Fotos: Divulgação
O crescimento da cadeia produtiva asinina no Brasil tem tido desafia que vão além dos desafios econômicos e produtivos. Via BN
Para o zootecnista e administrador agropecuário Alex Bastos, entidades contrárias ao aproveitamento econômico dos jumentos têm divulgado informações que, na avaliação dele, dificultam o desenvolvimento de uma atividade capaz de gerar emprego, renda e oportunidades para o semiárido nordestino.

O especialista diz que a mecanização do campo reduziu o uso da espécie nas atividades rurais. Com isso, muitos jumentos deixaram de integrar os cadastros produtivos formais e passaram a viver soltos em áreas rurais, margens de rodovias e outros espaços sem monitoramento sistemático.
"A redução dos registros oficiais não pode ser interpretada automaticamente como redução proporcional da população. É preciso diferenciar abandono de extinção.

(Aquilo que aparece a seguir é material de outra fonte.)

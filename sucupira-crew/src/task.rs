//! Tasks: one unit of work for one agent.

use std::sync::Arc;

use crate::agent::Agent;
use crate::error::{CrewError, Result};
use crate::template::Template;

/// A unit of work bound to an [`Agent`].
///
/// `description` and `expected_output` are [`Template`]s rendered from the
/// run inputs. `context` names earlier tasks whose outputs are handed to this
/// one.
#[derive(Debug, Clone)]
pub struct Task {
    name: String,
    description: Template,
    expected_output: Template,
    agent: Arc<Agent>,
    context: Vec<String>,
}

impl Task {
    pub fn builder(name: impl Into<String>) -> TaskBuilder {
        TaskBuilder {
            name: name.into(),
            description: None,
            expected_output: Template::new(""),
            agent: None,
            context: Vec::new(),
        }
    }

    pub fn name(&self) -> &str {
        &self.name
    }

    pub fn description(&self) -> &Template {
        &self.description
    }

    pub fn expected_output(&self) -> &Template {
        &self.expected_output
    }

    pub fn agent(&self) -> &Arc<Agent> {
        &self.agent
    }

    /// Prerequisite task names, in declared order.
    pub fn context(&self) -> &[String] {
        &self.context
    }

    /// Every placeholder this task needs, description first.
    pub fn placeholders(&self) -> impl Iterator<Item = &str> {
        self.description
            .placeholders()
            .iter()
            .chain(self.expected_output.placeholders())
            .map(String::as_str)
    }
}

pub struct TaskBuilder {
    name: String,
    description: Option<Template>,
    expected_output: Template,
    agent: Option<Arc<Agent>>,
    context: Vec<String>,
}

impl TaskBuilder {
    pub fn description(mut self, description: impl Into<Template>) -> Self {
        self.description = Some(description.into());
        self
    }

    pub fn expected_output(mut self, expected_output: impl Into<Template>) -> Self {
        self.expected_output = expected_output.into();
        self
    }

    pub fn agent(mut self, agent: Arc<Agent>) -> Self {
        self.agent = Some(agent);
        self
    }

    /// Tasks whose outputs become this task's context.
    pub fn context<I, S>(mut self, prerequisites: I) -> Self
    where
        I: IntoIterator<Item = S>,
        S: Into<String>,
    {
        self.context.extend(prerequisites.into_iter().map(Into::into));
        self
    }

    pub fn build(self) -> Result<Task> {
        if self.name.trim().is_empty() {
            return Err(CrewError::ConfigError("task name must not be empty".into()));
        }
        let description = self
            .description
            .ok_or_else(|| CrewError::ConfigError(format!("task '{}' has no description", self.name)))?;
        let agent = self
            .agent
            .ok_or_else(|| CrewError::ConfigError(format!("task '{}' has no agent", self.name)))?;
        Ok(Task {
            name: self.name,
            description,
            expected_output: self.expected_output,
            agent,
            context: self.context,
        })
    }
}
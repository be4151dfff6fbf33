//! # Journal Crew
//!
//! Builds a retrieval index over a small slice of the Qualis catalog, then
//! runs a two-task crew: a researcher searches the catalog for journals on a
//! topic, and an advisor turns the findings into a recommendation, checking
//! publication volume on Crossref when it can.
//!
//! Uses Ollama when `OLLAMA_MODEL` is set (and `OLLAMA_HOST` if the server
//! is not on localhost). Without it, a scripted model runs the same crew
//! offline.
//!
//! Run: `cargo run -p sucupira-demos --bin journal_crew -- "saúde pública"`

use std::sync::Arc;

use serde_json::json;
use sucupira_core::{GenerateConfig, Llm};
use sucupira_crew::{Agent, Crew, CrewError, Inputs, Task};
use sucupira_model::{MockLlm, MockStep, OllamaConfig, OllamaModel};
use sucupira_rag::{
    EngineConfig, HashingEmbeddingProvider, JournalSearchTool, Record, RetrievalEngine,
};
use sucupira_tool::CrossrefJournalTool;

// ---------------------------------------------------------------------------
// Sample catalog rows as exported from Sucupira
// ---------------------------------------------------------------------------

fn catalog() -> Vec<Record> {
    [
        ("Revista de Saúde Pública", "Saúde Coletiva", "0034-8910", "A1"),
        ("Cadernos de Saúde Pública", "Saúde Coletiva", "0102-311X", "A1"),
        ("Ciência & Saúde Coletiva", "Saúde Coletiva", "1413-8123", "A2"),
        ("Revista Brasileira de Epidemiologia", "Saúde Coletiva", "1415-790X", "A2"),
        ("Revista Brasileira de Informática na Educação", "Ciência da Computação", "1414-5685", "A3"),
        ("Journal of the Brazilian Computer Society", "Ciência da Computação", "0104-6500", "A2"),
        ("Revista de Administração Contemporânea", "Administração Pública e de Empresas", "1415-6555", "A2"),
        ("Estudos Avançados", "Interdisciplinar", "0103-4014", "A1"),
    ]
    .into_iter()
    .map(|(title, area, issn, stratum)| {
        Record::new()
            .with("Título", title)
            .with("Área de Avaliação", area)
            .with("ISSN", issn)
            .with("Estrato", stratum)
    })
    .collect()
}

// ---------------------------------------------------------------------------
// Model selection
// ---------------------------------------------------------------------------

fn model(topic: &str) -> anyhow::Result<Arc<dyn Llm>> {
    if std::env::var("OLLAMA_MODEL").is_ok() {
        let config = OllamaConfig::from_env()?;
        println!("Using Ollama model '{}' at {}", config.model, config.host);
        return Ok(Arc::new(OllamaModel::new(config)?));
    }

    println!("OLLAMA_MODEL not set, using a scripted model (offline).");
    Ok(Arc::new(MockLlm::new([
        MockStep::call_tool("journal_search", json!({ "query": topic, "k": 3 })),
        MockStep::RespondWithObservations,
        MockStep::respond(format!(
            "For '{topic}', prefer the A1 journals listed above; the search ranks them first."
        )),
    ])))
}

// ---------------------------------------------------------------------------
// Main
// ---------------------------------------------------------------------------

#[tokio::main]
async fn main() -> anyhow::Result<()> {
    sucupira_telemetry::init_telemetry("journal-crew");

    let topic = std::env::args().nth(1).unwrap_or_else(|| "saúde pública".to_string());

    // -- 1. Build the index and persist it --------------------------------
    let embedder = Arc::new(HashingEmbeddingProvider::default());
    let builder = RetrievalEngine::new(EngineConfig::default(), embedder.clone());
    let report = builder.rebuild(&catalog()).await?;
    println!("Indexed {} journals ({} dropped)", report.indexed, report.dropped);

    let snapshot = std::env::temp_dir().join("sucupira_index.json");
    builder.persist(&snapshot).await?;

    // -- 2. Reopen it the way a long-running service would ------------------
    let engine = Arc::new(RetrievalEngine::open(EngineConfig::default(), embedder, &snapshot).await?);
    for hit in engine.hits(&topic, 2).await? {
        println!("  {:.4}  {}", hit.score, hit.snippet);
    }

    // -- 3. Agents and tasks -------------------------------------------------
    let llm = model(&topic)?;
    let researcher = Arc::new(
        Agent::builder("Journal Researcher")
            .goal("Find the best-rated journals on a topic in the Qualis catalog")
            .backstory("You have spent years helping Brazilian graduate students choose venues.")
            .llm(llm.clone())
            .tool(Arc::new(JournalSearchTool::new(engine)))
            .config(GenerateConfig::new().with_temperature(0.2))
            .build()?,
    );
    let advisor = Arc::new(
        Agent::builder("Publication Advisor")
            .goal("Recommend where to submit a paper")
            .backstory("You weigh Qualis strata against how much each journal publishes.")
            .llm(llm)
            .tool(Arc::new(CrossrefJournalTool::new()?))
            .build()?,
    );

    let crew = Crew::builder()
        .task(
            Task::builder("search")
                .description("Search the catalog for journals about {topic}.")
                .expected_output("Each journal's title, ISSN, evaluation area and stratum")
                .agent(researcher)
                .build()?,
        )
        .task(
            Task::builder("recommend")
                .description("Recommend the best venue for a paper about {topic}.")
                .expected_output("A short recommendation naming one journal and why")
                .agent(advisor)
                .context(["search"])
                .build()?,
        )
        .build()?;

    // -- 4. Run ---------------------------------------------------------------
    let inputs = Inputs::from([("topic".to_string(), topic)]);
    match crew.kickoff(&inputs).await {
        Ok(output) => {
            for task in &output.tasks_output {
                println!("\n=== {} ({}) ===\n{}", task.name, task.agent, task.raw);
            }
            println!("\nRun {} finished: {:?}", output.report.run_id, output.report.status);
        }
        Err(CrewError::TaskFailure { task, source, report, .. }) => {
            eprintln!("Task '{task}' failed: {source}");
            for record in &report.tasks {
                eprintln!("  {:<10} {:?}", record.name, record.state);
            }
            anyhow::bail!("run {} failed", report.run_id);
        }
        Err(e) => return Err(e.into()),
    }

    Ok(())
}
//! Ollama gateway over the native `/api/chat` endpoint.
//!
//! Tools from the [`ToolRegistry`] are offered as native function
//! declarations. When the model answers with `tool_calls`, each call goes
//! through [`ToolRegistry::invoke`] and the observation is sent back as a
//! `tool` message, for at most `max_tool_rounds` rounds. After the last
//! round tools are withheld so the model has to answer in text.
//!
//! # Example
//!
//! ```rust,ignore
//! use sucupira_model::ollama::{OllamaConfig, OllamaModel};
//!
//! let model = OllamaModel::new(OllamaConfig::new("llama3.2"))?;
//! // or: OllamaModel::new(OllamaConfig::from_env()?)?
//! ```

use std::time::Duration;

use async_trait::async_trait;
use serde::{Deserialize, Serialize};
use serde_json::Value;
use sucupira_core::{CoreError, GenerateConfig, Llm, LlmRequest, Result, ToolDeclaration, ToolRegistry};
use tracing::{debug, info, warn};

/// Where a local Ollama server listens by default.
pub const DEFAULT_OLLAMA_HOST: &str = "http://localhost:11434";

const SERVICE: &str = "ollama";
const DEFAULT_MAX_TOOL_ROUNDS: usize = 5;
const DEFAULT_REQUEST_TIMEOUT: Duration = Duration::from_secs(300);

/// Connection and loop settings for [`OllamaModel`].
#[derive(Debug, Clone, PartialEq, Serialize, Deserialize)]
pub struct OllamaConfig {
    pub host: String,
    pub model: String,
    /// Upper bound on tool-call rounds within one generation.
    pub max_tool_rounds: usize,
    /// HTTP timeout for each `/api/chat` request.
    #[serde(with = "secs")]
    pub request_timeout: Duration,
}

impl OllamaConfig {
    pub fn new(model: impl Into<String>) -> Self {
        Self {
            host: DEFAULT_OLLAMA_HOST.to_string(),
            model: model.into(),
            max_tool_rounds: DEFAULT_MAX_TOOL_ROUNDS,
            request_timeout: DEFAULT_REQUEST_TIMEOUT,
        }
    }

    /// Read `OLLAMA_MODEL` (required) and `OLLAMA_HOST` (optional).
    pub fn from_env() -> Result<Self> {
        let model = std::env::var("OLLAMA_MODEL").map_err(|_| {
            CoreError::InvalidArgument("OLLAMA_MODEL environment variable not set".to_string())
        })?;
        let mut config = Self::new(model);
        if let Ok(host) = std::env::var("OLLAMA_HOST") {
            config.host = normalize_host(&host);
        }
        Ok(config)
    }

    pub fn with_host(mut self, host: impl Into<String>) -> Self {
        self.host = normalize_host(&host.into());
        self
    }

    pub fn with_max_tool_rounds(mut self, rounds: usize) -> Self {
        self.max_tool_rounds = rounds;
        self
    }

    pub fn with_request_timeout(mut self, timeout: Duration) -> Self {
        self.request_timeout = timeout;
        self
    }
}

/// `OLLAMA_HOST` is often given without a scheme (`0.0.0.0:11434`).
fn normalize_host(host: &str) -> String {
    let host = host.trim().trim_end_matches('/');
    if host.starts_with("http://") || host.starts_with("https://") {
        host.to_string()
    } else {
        format!("http://{host}")
    }
}

mod secs {
    use std::time::Duration;

    use serde::{Deserialize, Deserializer, Serializer};

    pub fn serialize<S: Serializer>(value: &Duration, serializer: S) -> Result<S::Ok, S::Error> {
        serializer.serialize_f64(value.as_secs_f64())
    }

    pub fn deserialize<'de, D: Deserializer<'de>>(deserializer: D) -> Result<Duration, D::Error> {
        let secs = f64::deserialize(deserializer)?;
        Duration::try_from_secs_f64(secs).map_err(serde::de::Error::custom)
    }
}

// ── wire types ─────────────────────────────────────────────────────

#[derive(Debug, Serialize)]
struct ChatRequest<'a> {
    model: &'a str,
    messages: &'a [ChatMessage],
    stream: bool,
    #[serde(skip_serializing_if = "Vec::is_empty")]
    tools: Vec<Value>,
    #[serde(skip_serializing_if = "ChatOptions::is_empty")]
    options: ChatOptions,
}

#[derive(Debug, Default, Serialize)]
struct ChatOptions {
    #[serde(skip_serializing_if = "Option::is_none")]
    temperature: Option<f32>,
    #[serde(skip_serializing_if = "Option::is_none")]
    num_predict: Option<u32>,
}

impl ChatOptions {
    fn from_config(config: &GenerateConfig) -> Self {
        Self { temperature: config.temperature, num_predict: config.max_output_tokens }
    }

    fn is_empty(&self) -> bool {
        self.temperature.is_none() && self.num_predict.is_none()
    }
}

#[derive(Debug, Clone, PartialEq, Serialize, Deserialize)]
struct ChatMessage {
    role: String,
    #[serde(default)]
    content: String,
    #[serde(default, skip_serializing_if = "Vec::is_empty")]
    tool_calls: Vec<ToolCall>,
    #[serde(default, skip_serializing_if = "Option::is_none")]
    tool_name: Option<String>,
}

impl ChatMessage {
    fn new(role: &str, content: impl Into<String>) -> Self {
        Self { role: role.to_string(), content: content.into(), tool_calls: Vec::new(), tool_name: None }
    }

    fn tool_result(name: &str, observation: String) -> Self {
        Self { tool_name: Some(name.to_string()), ..Self::new("tool", observation) }
    }
}

#[derive(Debug, Clone, PartialEq, Serialize, Deserialize)]
struct ToolCall {
    function: FunctionCall,
}

#[derive(Debug, Clone, PartialEq, Serialize, Deserialize)]
struct FunctionCall {
    name: String,
    #[serde(default)]
    arguments: Value,
}

#[derive(Debug, Deserialize)]
struct ChatResponse {
    message: ChatMessage,
}

fn tool_schema(declaration: &ToolDeclaration) -> Value {
    serde_json::json!({
        "type": "function",
        "function": {
            "name": declaration.name,
            "description": declaration.description,
            "parameters": declaration.parameters_schema(),
        }
    })
}

/// Some models send arguments as a JSON-encoded string.
fn decode_arguments(arguments: Value) -> Value {
    match arguments {
        Value::String(raw) => serde_json::from_str(&raw).unwrap_or(Value::String(raw)),
        other => other,
    }
}

// ── gateway ────────────────────────────────────────────────────────

/// A model served by Ollama.
#[derive(Debug, Clone)]
pub struct OllamaModel {
    client: reqwest::Client,
    config: OllamaConfig,
}

impl OllamaModel {
    pub fn new(config: OllamaConfig) -> Result<Self> {
        if config.model.trim().is_empty() {
            return Err(CoreError::InvalidArgument("model name must not be empty".to_string()));
        }
        let client = reqwest::Client::builder()
            .timeout(config.request_timeout)
            .build()
            .map_err(|e| CoreError::InvalidArgument(format!("failed to build HTTP client: {e}")))?;
        Ok(Self { client, config })
    }

    pub fn config(&self) -> &OllamaConfig {
        &self.config
    }

    async fn chat(&self, messages: &[ChatMessage], tools: Vec<Value>, options: &GenerateConfig) -> Result<ChatMessage> {
        let url = format!("{}/api/chat", self.config.host);
        let body = ChatRequest {
            model: &self.config.model,
            messages,
            stream: false,
            tools,
            options: ChatOptions::from_config(options),
        };

        let response = self
            .client
            .post(&url)
            .json(&body)
            .send()
            .await
            .map_err(|e| CoreError::external(SERVICE, format!("request failed: {e}")))?;

        let status = response.status();
        if !status.is_success() {
            let detail = response.text().await.unwrap_or_default();
            return Err(CoreError::external(SERVICE, format!("API returned {status}: {detail}")));
        }

        let parsed: ChatResponse = response
            .json()
            .await
            .map_err(|e| CoreError::external(SERVICE, format!("failed to parse response: {e}")))?;
        Ok(parsed.message)
    }
}

#[async_trait]
impl Llm for OllamaModel {
    fn name(&self) -> &str {
        &self.config.model
    }

    async fn generate(&self, request: LlmRequest, tools: &ToolRegistry) -> Result<String> {
        let declarations: Vec<Value> = tools.declarations().iter().map(tool_schema).collect();
        let mut messages = Vec::with_capacity(2);
        if !request.system.is_empty() {
            messages.push(ChatMessage::new("system", request.system));
        }
        messages.push(ChatMessage::new("user", request.prompt));

        let mut round = 0;
        loop {
            let offered = if round < self.config.max_tool_rounds { declarations.clone() } else { Vec::new() };
            let reply = self.chat(&messages, offered, &request.config).await?;

            if reply.tool_calls.is_empty() {
                if reply.content.trim().is_empty() {
                    return Err(CoreError::Model("model returned an empty answer".to_string()));
                }
                info!(model = %self.config.model, tool_rounds = round, "generation completed");
                return Ok(reply.content);
            }
            if round >= self.config.max_tool_rounds {
                warn!(model = %self.config.model, "model requested tools after the last round");
                return Err(CoreError::Model("model kept requesting tools after the last round".to_string()));
            }

            round += 1;
            let calls = reply.tool_calls.clone();
            messages.push(reply);
            for call in calls {
                debug!(tool = %call.function.name, round, "model requested tool");
                let observation = tools.invoke(&call.function.name, decode_arguments(call.function.arguments)).await;
                messages.push(ChatMessage::tool_result(&call.function.name, observation));
            }
        }
    }
}
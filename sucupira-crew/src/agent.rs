//! Agents: a role, its tools, and the model that plays it.

use std::fmt::Write as _;
use std::sync::Arc;
use std::time::Duration;

use sucupira_core::{CoreError, GenerateConfig, Llm, LlmRequest, Tool, ToolRegistry};
use tracing::{debug, warn};

use crate::error::{CrewError, Result};
use crate::template::{Inputs, Template};

const DEFAULT_AGENT_TIMEOUT: Duration = Duration::from_secs(120);

/// A configured role with goal, backstory, tools, and a model.
///
/// Role, goal, and backstory may hold `{placeholder}`s; they are filled from
/// the run inputs like task descriptions.
///
/// ```rust,ignore
/// let researcher = Agent::builder("Journal Researcher")
///     .goal("Find journals relevant to {topic}")
///     .backstory("You know the CAPES Qualis catalog by heart.")
///     .llm(model)
///     .tool(Arc::new(journal_search))
///     .build()?;
/// ```
#[derive(Clone)]
pub struct Agent {
    role: Template,
    goal: Template,
    backstory: Template,
    llm: Arc<dyn Llm>,
    tools: ToolRegistry,
    config: GenerateConfig,
    timeout: Duration,
}

impl std::fmt::Debug for Agent {
    fn fmt(&self, f: &mut std::fmt::Formatter<'_>) -> std::fmt::Result {
        f.debug_struct("Agent")
            .field("role", &self.role.source())
            .field("llm", &self.llm.name())
            .field("tools", &self.tools.names())
            .field("timeout", &self.timeout)
            .finish_non_exhaustive()
    }
}

impl Agent {
    pub fn builder(role: impl Into<String>) -> AgentBuilder {
        AgentBuilder::new(role)
    }

    /// The role as written, placeholders unfilled.
    pub fn role(&self) -> &str {
        self.role.source()
    }

    pub fn goal(&self) -> &str {
        self.goal.source()
    }

    pub fn backstory(&self) -> &str {
        self.backstory.source()
    }

    /// Placeholder names used by role, goal, and backstory.
    pub fn placeholders(&self) -> impl Iterator<Item = &str> {
        self.role
            .placeholders()
            .iter()
            .chain(self.goal.placeholders())
            .chain(self.backstory.placeholders())
            .map(String::as_str)
    }

    /// The role with placeholders filled from `inputs`.
    pub fn rendered_role(&self, inputs: &Inputs) -> Result<String> {
        self.role.render(inputs)
    }

    pub fn tools(&self) -> &ToolRegistry {
        &self.tools
    }

    pub fn timeout(&self) -> Duration {
        self.timeout
    }

    /// Instructions describing who the model is playing.
    ///
    /// # Errors
    ///
    /// [`CrewError::InvalidArgument`] if a placeholder has no value in `inputs`.
    pub fn system_prompt(&self, inputs: &Inputs) -> Result<String> {
        let backstory = self.backstory.render(inputs)?;
        let goal = self.goal.render(inputs)?;
        let mut prompt = format!("You are {}.", self.role.render(inputs)?);
        if !backstory.is_empty() {
            let _ = write!(prompt, " {backstory}");
        }
        if !goal.is_empty() {
            let _ = write!(prompt, "\nYour personal goal is: {goal}");
        }
        if !self.tools.is_empty() {
            let _ = write!(prompt, "\nYou may use these tools: {}", self.tools.names().join(", "));
        }
        Ok(prompt)
    }

    /// The task prompt: description, expected output, and prerequisite context.
    pub fn task_prompt(&self, description: &str, expected_output: &str, context: Option<&str>) -> String {
        let mut prompt = description.to_string();
        if !expected_output.is_empty() {
            let _ = write!(prompt, "\n\nThis is the expected criteria for your final answer: {expected_output}");
        }
        if let Some(context) = context {
            let _ = write!(prompt, "\n\nThis is the context you're working with:\n{context}");
        }
        prompt
    }

    /// Run one task through the model, bounded by the agent timeout.
    ///
    /// `system` is the output of [`system_prompt`](Self::system_prompt).
    pub async fn execute(
        &self,
        system: &str,
        description: &str,
        expected_output: &str,
        context: Option<&str>,
    ) -> sucupira_core::Result<String> {
        let request = LlmRequest::new(system, self.task_prompt(description, expected_output, context))
            .with_config(self.config);
        debug!(role = %self.role.source(), model = self.llm.name(), "sending task to model");

        tokio::time::timeout(self.timeout, self.llm.generate(request, &self.tools))
            .await
            .map_err(|_| {
                warn!(role = %self.role.source(), timeout = ?self.timeout, "model call timed out");
                CoreError::timeout(format!("model '{}'", self.llm.name()), self.timeout)
            })?
    }
}

/// Builder for [`Agent`]. A model is required.
pub struct AgentBuilder {
    role: String,
    goal: String,
    backstory: String,
    llm: Option<Arc<dyn Llm>>,
    tools: Vec<Arc<dyn Tool>>,
    tool_timeout: Option<Duration>,
    config: GenerateConfig,
    timeout: Duration,
}

impl AgentBuilder {
    fn new(role: impl Into<String>) -> Self {
        Self {
            role: role.into(),
            goal: String::new(),
            backstory: String::new(),
            llm: None,
            tools: Vec::new(),
            tool_timeout: None,
            config: GenerateConfig::default(),
            timeout: DEFAULT_AGENT_TIMEOUT,
        }
    }

    pub fn goal(mut self, goal: impl Into<String>) -> Self {
        self.goal = goal.into();
        self
    }

    pub fn backstory(mut self, backstory: impl Into<String>) -> Self {
        self.backstory = backstory.into();
        self
    }

    pub fn llm(mut self, llm: Arc<dyn Llm>) -> Self {
        self.llm = Some(llm);
        self
    }

    pub fn tool(mut self, tool: Arc<dyn Tool>) -> Self {
        self.tools.push(tool);
        self
    }

    pub fn tools(mut self, tools: impl IntoIterator<Item = Arc<dyn Tool>>) -> Self {
        self.tools.extend(tools);
        self
    }

    /// Bound on each tool call made on this agent's behalf.
    pub fn tool_timeout(mut self, timeout: Duration) -> Self {
        self.tool_timeout = Some(timeout);
        self
    }

    pub fn config(mut self, config: GenerateConfig) -> Self {
        self.config = config;
        self
    }

    /// Bound on the whole model call for one task, tool calls included.
    pub fn timeout(mut self, timeout: Duration) -> Self {
        self.timeout = timeout;
        self
    }

    pub fn build(self) -> Result<Agent> {
        if self.role.trim().is_empty() {
            return Err(CrewError::ConfigError("agent role must not be empty".into()));
        }
        let llm = self
            .llm
            .ok_or_else(|| CrewError::ConfigError(format!("agent '{}' has no model", self.role)))?;
        if self.timeout.is_zero() {
            return Err(CrewError::ConfigError("agent timeout must be greater than zero".into()));
        }

        let mut tools = ToolRegistry::new();
        if let Some(timeout) = self.tool_timeout {
            tools = tools.with_timeout(timeout);
        }
        for tool in self.tools {
            tools
                .register(tool)
                .map_err(|e| CrewError::ConfigError(format!("agent '{}': {e}", self.role)))?;
        }

        Ok(Agent {
            role: Template::new(self.role),
            goal: Template::new(self.goal),
            backstory: Template::new(self.backstory),
            llm,
            tools,
            config: self.config,
            timeout: self.timeout,
        })
    }
}
//! Errors raised while assembling or running a crew.

use sucupira_core::CoreError;
use thiserror::Error;

use crate::report::RunReport;

/// Errors produced by agents, tasks, and crews.
#[derive(Debug, Error)]
pub enum CrewError {
    /// Run inputs or a crew definition are unusable.
    #[error("Invalid argument: {0}")]
    InvalidArgument(String),

    /// A builder was missing a required part.
    #[error("Configuration error: {0}")]
    ConfigError(String),

    /// A task's gateway call failed. Later tasks were not run.
    #[error("Task '{task}' (#{index}) failed: {source}")]
    TaskFailure {
        task: String,
        index: usize,
        #[source]
        source: CoreError,
        /// The run up to the failure, including every completed output.
        report: Box<RunReport>,
    },
}

impl CrewError {
    /// The run report attached to a [`CrewError::TaskFailure`].
    pub fn report(&self) -> Option<&RunReport> {
        match self {
            CrewError::TaskFailure { report, .. } => Some(report),
            _ => None,
        }
    }
}

pub type Result<T> = std::result::Result<T, CrewError>;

A diminuição da presença dos animais nas atividades tradicionais não significa necessariamente o desaparecimento biológico da espécie", completou.
Ele avalia que a disseminação de informações sem critérios técnicos traz impactos sobre o setor, como dificuldade para atrair investimentos privados, ampliar pesquisas científicas e desenvolver projetos voltados à conservação genética e à reprodução assistida.
"Tecnologias como a Injeção Intracitoplasmática de Espermatozoide (ICSI) permitem preservar linhagens, ampliar a variabilidade genética e fortalecer os rebanhos. São ferramentas importantes para garantir o futuro da espécie", acrescentou.
Outro ponto destacado por Bastos é o potencial agroindustrial da atividade. O aproveitamento de produtos derivados dos asininos é regulamentado pelo Ministério da Agricultura e segue as normas estabelecidas pelo Regulamento da Inspeção Industrial e Sanitária de Produtos de Origem Animal (Riispoa), que determina critérios rigorosos de inspeção, rastreabilidade e bem-estar animal.